When the first end face of the thyristor (200) is arranged in the center of the crimping face, the edge of the first group of positioning holes (110) is tangential to the edge of the thyristor (200); when the second end face of the thyristor (200) is arranged in the center of the crimping surface, the edges of the second group of positioning holes (120) are tangent to the edges of the thyristor (200); wherein the area of the first end face is larger than the area of the second end face;

The positioning hole is arranged at one side of the current carrying outlet row facing away from the radiator (100);

The air inlet and outlet sections of the crimping surface and the radiator are rectangular, and the air inlet and outlet section is perpendicular to the crimping surface; the thyristor string module is characterized by further comprising a first insulating baffle (300) and a second insulating baffle (310) which are used for adjusting the radiator (100), wherein the second insulating baffle (310) is arranged on the first insulating baffle (300), two adjacent sides of the radiator (100) are respectively tightly attached to the first insulating baffle (300) and the second insulating baffle (310), a vent hole is formed in the first insulating baffle (300), and the thyristor (200) is in a cake shape.

2. The transistor string module according to claim 1, wherein the connection member is a pull rod (420), and the pull rod (420) is connected to the upper clip member (400) and the lower clip member (410) by bolts (421).

3. The thyristor string module according to claim 2, wherein the upper clip (400) and the lower clip (410) are connected by four parallel tie bars (420).

4. The thyristor string module according to claim 2, wherein an elastic member (422) is provided between the bolt (421) and the upper clip member (400).

5. The transistor string module according to claim 4, wherein the elastic member (422) is a belleville spring.

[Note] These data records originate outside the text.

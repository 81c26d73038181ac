//! Garbage collection of tagged objects that fell out of the rendered set.

use std::fmt;
use std::str::FromStr;

use anyhow::{anyhow, Context, Result};
use kcfg_core::{deletion_order, eligible_for_gc, Gvk, ObjectIdentity, RankTable, Resource, Scope};
use kcfg_kubehub::{DeleteOptions, KindInfo, Session};
use metrics::counter;
use rustc_hash::{FxHashMap, FxHashSet};
use serde::{Deserialize, Serialize};
use tracing::{debug, info, warn};

use crate::Seen;

#[derive(Debug, Clone, Copy, PartialEq, Eq, Default, Serialize, Deserialize)]
#[serde(rename_all = "kebab-case")]
pub enum GcListMode {
    /// One list call per kind across all namespaces.
    #[default]
    ClusterScope,
    /// One list call per kind and namespace; works with namespace-scoped permissions.
    PerNamespace,
}

impl FromStr for GcListMode {
    type Err = anyhow::Error;
    fn from_str(s: &str) -> Result<Self> {
        match s {
            "cluster-scope" => Ok(Self::ClusterScope),
            "per-namespace" => Ok(Self::PerNamespace),
            other => Err(anyhow!("unknown list mode {:?} (expected cluster-scope or per-namespace)", other)),
        }
    }
}

impl fmt::Display for GcListMode {
    fn fmt(&self, f: &mut fmt::Formatter<'_>) -> fmt::Result {
        f.write_str(match self {
            Self::ClusterScope => "cluster-scope",
            Self::PerNamespace => "per-namespace",
        })
    }
}

#[derive(Debug, Clone, Default)]
pub struct GcOptions {
    pub tag: String,
    pub list_mode: GcListMode,
    /// Label selector for namespaces; setting it implies per-namespace listing.
    pub ns_selector: Option<String>,
    pub dry_run: bool,
}

impl GcOptions {
    pub fn effective_mode(&self) -> GcListMode {
        if self.ns_selector.is_some() { GcListMode::PerNamespace } else { self.list_mode }
    }
}

#[derive(Debug, Clone, Default, PartialEq, Eq)]
pub struct GcReport {
    /// Distinct objects inspected.
    pub considered: usize,
    pub deleted: Vec<ObjectIdentity>,
    /// Eligible objects left alone because of dry-run.
    pub would_delete: Vec<ObjectIdentity>,
    /// Already gone or replaced by the time we tried.
    pub raced: usize,
    /// Kind/namespace pairs we were not allowed to list.
    pub forbidden_lists: usize,
}

async fn namespaces_for(session: &Session<'_>, opts: &GcOptions, kinds: &[KindInfo]) -> Result<Vec<Option<String>>> {
    match opts.effective_mode() {
        GcListMode::ClusterScope => Ok(vec![None]),
        GcListMode::PerNamespace => {
            let ns_kind = kinds
                .iter()
                .find(|k| k.gvk == Gvk::new("", "v1", "Namespace"))
                .ok_or_else(|| anyhow!("server does not serve v1 Namespace"))?;
            let list = session
                .transport
                .list(ns_kind, None, opts.ns_selector.as_deref())
                .await
                .context("listing namespaces")?;
            debug!(count = list.len(), selector = ?opts.ns_selector, "namespaces for gc");
            Ok(list.iter().map(|n| Some(n.name().to_string())).collect())
        }
    }
}

/// Delete every live object tagged `opts.tag` that is absent from `seen`, in reverse
/// dependency order. Forbidden lists are skipped; not-found and precondition
/// conflicts on delete count as done.
pub async fn collect(session: &Session<'_>, opts: &GcOptions, seen: &Seen, table: &RankTable) -> Result<GcReport> {
    let version = session.discovery.server_version().await?;
    let kinds = session.discovery.server_resources().await?.to_vec();
    let namespaces = namespaces_for(session, opts, &kinds).await?;
    let mut report = GcReport::default();
    let mut walked: FxHashSet<String> = FxHashSet::default();
    let mut doomed: Vec<Resource> = Vec::new();

    for kind in &kinds {
        if !kind.supports("list") {
            debug!(gvk = %kind.gvk, "don't know how to list, skipping");
            continue;
        }
        let targets: Vec<Option<&str>> =
            if kind.namespaced() { namespaces.iter().map(|n| n.as_deref()).collect() } else { vec![None] };
        for ns in targets {
            let items = match session.transport.list(kind, ns, None).await {
                Ok(items) => items,
                Err(e) if e.is_forbidden() => {
                    warn!(gvk = %kind.gvk, ns = ns.unwrap_or(""), "cannot list objects, skipping");
                    debug!(error = %e, "permission error");
                    counter!("gc_list_forbidden_total", 1u64);
                    report.forbidden_lists += 1;
                    continue;
                }
                Err(e) => {
                    return Err(e).with_context(|| format!("listing {} in namespace {:?}", kind.gvk, ns.unwrap_or("")))
                }
            };
            for o in items {
                // Same object served under several versions.
                if let Some(uid) = o.uid() {
                    if !walked.insert(uid.to_string()) {
                        continue;
                    }
                }
                report.considered += 1;
                if eligible_for_gc(&o, &opts.tag) && !seen.contains(&o) {
                    doomed.push(o);
                } else {
                    debug!(gvk = %kind.gvk, name = %o.fq_name(), "keeping");
                }
            }
        }
    }

    let scopes: FxHashMap<Gvk, Scope> = kinds.iter().map(|k| (k.gvk.clone(), k.scope)).collect();
    deletion_order(&mut doomed, table, |g| scopes.get(g).copied());
    let base = DeleteOptions::for_version(version);

    for o in doomed {
        let desc = format!("{} ({})", session.describe(&o).await, o.api_version());
        if opts.dry_run {
            info!(dry_run = true, "Garbage collecting {}", desc);
            report.would_delete.push(o.identity());
            continue;
        }
        info!("Garbage collecting {}", desc);
        let kind = session.resolve(&o.gvk()).await?;
        let del = base.clone().with_uid(o.uid());
        match session.transport.delete(&kind, o.namespace(), o.name(), &del).await {
            Ok(()) => {
                counter!("gc_deleted_total", 1u64);
                report.deleted.push(o.identity());
            }
            // Lost a race with something else changing the object.
            Err(e) if e.is_not_found() || e.is_conflict() => {
                debug!(error = %e, "ignoring error while deleting {}", desc);
                report.raced += 1;
            }
            Err(e) => return Err(e).with_context(|| format!("error deleting {}", desc)),
        }
    }
    Ok(report)
}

6. A method of crimping a transistor string module according to claim 1, comprising the steps of:

1) Fixing a first insulating baffle (300), a second insulating baffle (310) and a lower clamping piece (410) on the jig;

2) Placing the radiator (100) so that the edge of the radiator (100) is tightly attached to the first insulating baffle (300) and the second insulating baffle (310);

3) Positioning pins are inserted into a group of positioning holes on a crimping surface, which is needed to be clung to the thyristor (200), of the radiator (100);

4) Pushing the thyristor (200) in from one side of the radiator (100) until the edge of the thyristor (200) is tightly attached to the positioning pin;

5) Repeating steps 2) through 4) until all thyristors (200) are in close contact with the locating pins on the corresponding heat sink (100), and all edges of the heat sink (100) are in close contact with the first insulating barrier (300) and the second insulating barrier (310);

6) And placing the upper clamping piece (400), connecting the upper clamping piece (400) with the lower clamping piece (410) through a connecting piece, and adjusting the connecting piece to enable the pressure between the upper clamping piece (400) and the lower clamping piece (410) to reach the required value of the module.